Navarro hocha la tête. Il se frotta la nuque et acquiesça à nouveau. "Ouais, d'accord. Bon, nous avons leur localisation et ils ne semblent pas sur le point de faire un truc trop dangereux."

"Euh, comment-" Le micro-ondes commença à sonner avant qu'elle ne puisse prononcer la question. Elle appuya sur le bouton d'arrêt et ouvrit la porte. "Comment vous savez où ils sont ?"

Navarro sourit d'une façon significativement moins amicale et bien plus malicieuse que ses sourires précédents. La paupière inférieure gauche d'Aldon tressaillit, et elle était assez certaine que ce n'était pas à cause de la chaleur du plat. Le sourire de Navarro s'élargit.

"Foutus magiciens," marmonna Aldon avant de refermer brutalement le micro-ondes. "Alors c'est tout ? On est bons ? Ou faut que j'infiltre la CIA, maintenant ?"

"À vrai dire, j'ai parlé de toi au FBI," répondit-il nonchalamment. Il se mit à rire à cause du regard qu'elle lui lança. "T'en fais pas, c'est pour ton bien."

Il lui fallut beaucoup de concentration pour qu'elle réussisse à ne pas lâcher son plat. "Tu- tu as réussi à avoir une autorisation ou un truc comme ça ? Je vais pouvoir avoir un machin magique ?"

Il grimaça. "Malheureusement, non. Bien que tu ne puisses pas utiliser d'anomalies actuellement confinées par la Fondation, ils sont OK pour regarder ailleurs si tu le fais toi-même. Donc si tu te retrouves soudainement en possession de deux chromosomes X, l'U2I te couvrira. Apparemment, trifouiller des archives gouvernementales américaines est beaucoup plus facile quand on travaille pour ledit gouvernement."

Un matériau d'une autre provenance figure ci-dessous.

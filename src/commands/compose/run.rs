use std::io::{self, Write};

use anyhow::{Context, Result};
use chrono::NaiveDate;
use tracing::info;

use super::events::{NewEvent, create_event, purge_event, soft_delete_event, transition_event};
use super::rounds::{NewRound, create_round, soft_delete_round};
use super::slots::{QuestionRef, add_slot, remove_slot, replace_slot_question};
use super::user_questions::{
    NewUserQuestion, create_user_question, moderate_user_question, purge_user_question,
};
use super::view::{NormalizedSlot, round_questions};
use crate::cli::{
    EventAction, EventArgs, RoundAction, RoundArgs, SlotAction, SlotArgs, UserQuestionAction,
    UserQuestionArgs, ViewArgs,
};
use crate::db::open_database;

pub fn run_event(args: EventArgs) -> Result<()> {
    let mut connection = open_database(&args.store.resolved_db_path())?;

    match args.action {
        EventAction::Create {
            name,
            creator,
            event_date,
            description,
        } => {
            let event_date = event_date
                .as_deref()
                .map(|raw| {
                    NaiveDate::parse_from_str(raw, "%Y-%m-%d")
                        .with_context(|| format!("invalid event date {raw:?}, expected YYYY-MM-DD"))
                })
                .transpose()?;
            let event = create_event(
                &connection,
                &NewEvent {
                    name,
                    creator_id: creator,
                    event_date,
                    description,
                },
            )?;
            info!(event_id = event.id, name = %event.name, status = event.status.as_str(), "created event");
        }
        EventAction::Status { id, to } => {
            let event = transition_event(&mut connection, id, to)?;
            info!(event_id = event.id, status = event.status.as_str(), "updated event status");
        }
        EventAction::Delete { id } => {
            soft_delete_event(&connection, id)?;
            info!(event_id = id, "marked event deleted");
        }
        EventAction::Purge { id } => {
            purge_event(&connection, id)?;
            info!(event_id = id, "purged event with its rounds");
        }
    }

    Ok(())
}

pub fn run_round(args: RoundArgs) -> Result<()> {
    let mut connection = open_database(&args.store.resolved_db_path())?;

    match args.action {
        RoundAction::Create {
            event,
            number,
            name,
            category,
        } => {
            let round = create_round(
                &mut connection,
                event,
                &NewRound {
                    round_number: number,
                    name,
                    category_id: category,
                },
            )?;
            info!(
                round_id = round.id,
                event_id = round.event_id,
                round_number = round.round_number,
                "created round"
            );
        }
        RoundAction::Delete { id } => {
            soft_delete_round(&connection, id)?;
            info!(round_id = id, "marked round deleted");
        }
    }

    Ok(())
}

pub fn run_slot(args: SlotArgs) -> Result<()> {
    let mut connection = open_database(&args.store.resolved_db_path())?;

    match args.action {
        SlotAction::Add {
            round,
            number,
            preset,
            user,
        } => {
            let question = QuestionRef::from_columns(preset, user)?;
            let slot = add_slot(&mut connection, round, number, question)?;
            info!(
                slot_id = slot.id,
                round_id = slot.round_id,
                question_number = slot.question_number,
                source = slot.question.kind(),
                question_id = slot.question.id(),
                "added round slot"
            );
        }
        SlotAction::Replace { id, preset, user } => {
            let question = QuestionRef::from_columns(preset, user)?;
            let slot = replace_slot_question(&mut connection, id, question)?;
            info!(
                slot_id = slot.id,
                source = slot.question.kind(),
                question_id = slot.question.id(),
                "replaced round slot question"
            );
        }
        SlotAction::Remove { id } => {
            remove_slot(&connection, id)?;
            info!(slot_id = id, "removed round slot");
        }
    }

    Ok(())
}

pub fn run_user_question(args: UserQuestionArgs) -> Result<()> {
    let mut connection = open_database(&args.store.resolved_db_path())?;

    match args.action {
        UserQuestionAction::Create {
            question,
            answer,
            difficulty,
            category,
            creator,
            notes,
        } => {
            let id = create_user_question(
                &connection,
                &NewUserQuestion {
                    question,
                    answer,
                    difficulty,
                    category_id: category,
                    created_by: creator,
                    notes,
                },
            )?;
            info!(question_id = id, "created user question");
        }
        UserQuestionAction::Moderate { id, status } => {
            moderate_user_question(&connection, id, status)?;
            info!(question_id = id, status = status.as_str(), "moderated user question");
        }
        UserQuestionAction::Purge { id } => {
            purge_user_question(&mut connection, id)?;
            info!(question_id = id, "purged user question");
        }
    }

    Ok(())
}

pub fn run_view(args: ViewArgs) -> Result<()> {
    let connection = open_database(&args.store.resolved_db_path())?;
    let slots = round_questions(&connection, args.round)?;

    let mut output = io::BufWriter::new(io::stdout().lock());
    if args.json {
        serde_json::to_writer_pretty(&mut output, &slots)
            .context("failed to serialize round questions")?;
        writeln!(output)?;
    } else {
        write_text_view(&mut output, args.round, &slots)?;
    }
    output.flush()?;

    Ok(())
}

fn write_text_view(output: &mut impl Write, round_id: i64, slots: &[NormalizedSlot]) -> Result<()> {
    writeln!(output, "Round {round_id}: {} questions", slots.len())?;
    for slot in slots {
        writeln!(
            output,
            "{}.\t{} #{}\t{}\t{}",
            slot.question_number,
            slot.source.kind(),
            slot.source.id(),
            slot.difficulty.as_str(),
            slot.category_name,
        )?;
        writeln!(output, "\tQ: {}", slot.question)?;
        writeln!(output, "\tA: {}", slot.answer)?;
    }
    Ok(())
}
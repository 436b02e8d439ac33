//! Value-to-difficulty classification for archive clues.
//!
//! Board values doubled on 2001-11-26. Clues aired before that date are graded
//! against the original board; everything after uses the doubled board. When the
//! air date is missing or unparseable the clue's (round, value) pair decides: a
//! pair found on the original board is graded on the original scale.
//!
//! Values absent from an era's easy/medium entries are hard. That includes values
//! that only exist on the other era's board (round 1 value 100 aired in 2005 is
//! hard), and every round other than 1 and 2.

use anyhow::{Context, Result};
use chrono::{Datelike, NaiveDate};
use regex::Regex;

use crate::model::Difficulty;

const SCALE_CHANGE: (i32, u32, u32) = (2001, 11, 26);

#[derive(Copy, Clone, Debug, Eq, PartialEq)]
pub enum ScoringEra {
    Original,
    Doubled,
}

struct ScaleEntry {
    round: i16,
    value: i16,
    difficulty: Difficulty,
}

const fn entry(round: i16, value: i16, difficulty: Difficulty) -> ScaleEntry {
    ScaleEntry {
        round,
        value,
        difficulty,
    }
}

const ORIGINAL_SCALE: &[ScaleEntry] = &[
    entry(1, 100, Difficulty::Easy),
    entry(1, 200, Difficulty::Easy),
    entry(1, 300, Difficulty::Medium),
    entry(1, 400, Difficulty::Medium),
    entry(2, 200, Difficulty::Easy),
    entry(2, 400, Difficulty::Easy),
    entry(2, 600, Difficulty::Medium),
    entry(2, 800, Difficulty::Medium),
];

const DOUBLED_SCALE: &[ScaleEntry] = &[
    entry(1, 200, Difficulty::Easy),
    entry(1, 400, Difficulty::Easy),
    entry(1, 600, Difficulty::Medium),
    entry(1, 800, Difficulty::Medium),
    entry(2, 400, Difficulty::Easy),
    entry(2, 800, Difficulty::Easy),
    entry(2, 1200, Difficulty::Medium),
    entry(2, 1600, Difficulty::Medium),
];

/// Every grid value that appeared on the board before the scale change.
const ORIGINAL_BOARD: &[(i16, i16)] = &[
    (1, 100),
    (1, 200),
    (1, 300),
    (1, 400),
    (1, 500),
    (2, 200),
    (2, 400),
    (2, 600),
    (2, 800),
    (2, 1000),
];

fn scale(era: ScoringEra) -> &'static [ScaleEntry] {
    match era {
        ScoringEra::Original => ORIGINAL_SCALE,
        ScoringEra::Doubled => DOUBLED_SCALE,
    }
}

pub fn scoring_era(round: i16, value: i16, air_date: Option<NaiveDate>) -> ScoringEra {
    let original = match air_date {
        Some(date) => (date.year(), date.month(), date.day()) < SCALE_CHANGE,
        None => ORIGINAL_BOARD.contains(&(round, value)),
    };

    if original {
        ScoringEra::Original
    } else {
        ScoringEra::Doubled
    }
}

pub fn classify(
    round: Option<i16>,
    clue_value: Option<i16>,
    air_date: Option<NaiveDate>,
) -> Difficulty {
    let (Some(round), Some(value)) = (round, clue_value) else {
        return Difficulty::Hard;
    };

    let era = scoring_era(round, value, air_date);
    scale(era)
        .iter()
        .find(|entry| entry.round == round && entry.value == value)
        .map(|entry| entry.difficulty)
        .unwrap_or(Difficulty::Hard)
}

/// Accepts only `YYYY-MM-DD` strings that name a real calendar day.
pub struct AirDateParser {
    pattern: Regex,
}

impl AirDateParser {
    pub fn new() -> Result<Self> {
        let pattern =
            Regex::new(r"^\d{4}-\d{2}-\d{2}$").context("failed to compile air date regex")?;
        Ok(Self { pattern })
    }

    pub fn parse(&self, raw: Option<&str>) -> Option<NaiveDate> {
        let raw = raw?;
        if !self.pattern.is_match(raw) {
            return None;
        }
        NaiveDate::parse_from_str(raw, "%Y-%m-%d").ok()
    }
}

"Oh." Elle posa le plat sur le plan de travail. Sa bouche dansa de gauche à droite avant qu'elle ne le regarde à nouveau. "C'est déjà ça, non ? Plus que je ne pouvais réussir à avoir par moi-même. J'imagine que ça allait toujours être un problème, juste l'un de ceux qui viennent seulement après que j'aie vraiment changé."

"Ouais. Tu devrais recevoir des informations de contact par courrier bientôt. Mis à part ça, je ne peux que te conseiller de faire profil bas. Pas trop envie de revenir te pourchasser. Du coup, à la revoyure. Héhé."

"Hein ? Tu te barres comme ça ?"

Il se glissa jusqu'à la porte. "Ouais, je me suis dit qu'il valait mieux que je vous foute la paix. Je suis sûr que l'hospitalité de Finnegan se tarit après toutes ces heures. Je reste dans le coin, cela dit. À plus."

Finnegan hocha la tête et Aldon lui fit juste un signe de la main sans dire un mot tandis que l'agent sortait. Aldon fixa la porte, le sol, Finnegan, puis sa nourriture. Peut-être que c'était tout, finalement. Mission Accomplie. Elle prit une fourchette dans le tiroir et piqua un bout de poulet. Il avait le goût de la victoire.

Et l'arrière-goût bien particulier de la sonnerie de son portable.

Elle fouilla dans sa poche et le sortit, plissant les yeux en regardant le petit écran. C'était Felix. Résistant à l'envie de grogner sur l'appareil, elle l'ouvrit et mit une des extrémités près de son oreille.

"Yo."

"Allie ! Faut que tu viennes à la Bibliothèque tout de suite, on a un problème- OK, une urgence et- bordel de merde ! Allie, grouille."

"Putain de bordel de couilles."

Aldon referma le téléphone et inspira profondément. Elle laissa l'air ressortir, doucement, lentement. Ç'aurait été facile de juste l'ignorer. Physiquement, du moins. Ignorer l'appel ne demandait aucun effort à son corps. Ignorer le regard que lui lançait actuellement Finnegan était, cependant, bien plus difficile.

Finnegan s'avança tranquillement et prit un peu de nourriture dans le plat. "Laisse-moi deviner. Ils ont menti à propos de l'argile pas magique ?"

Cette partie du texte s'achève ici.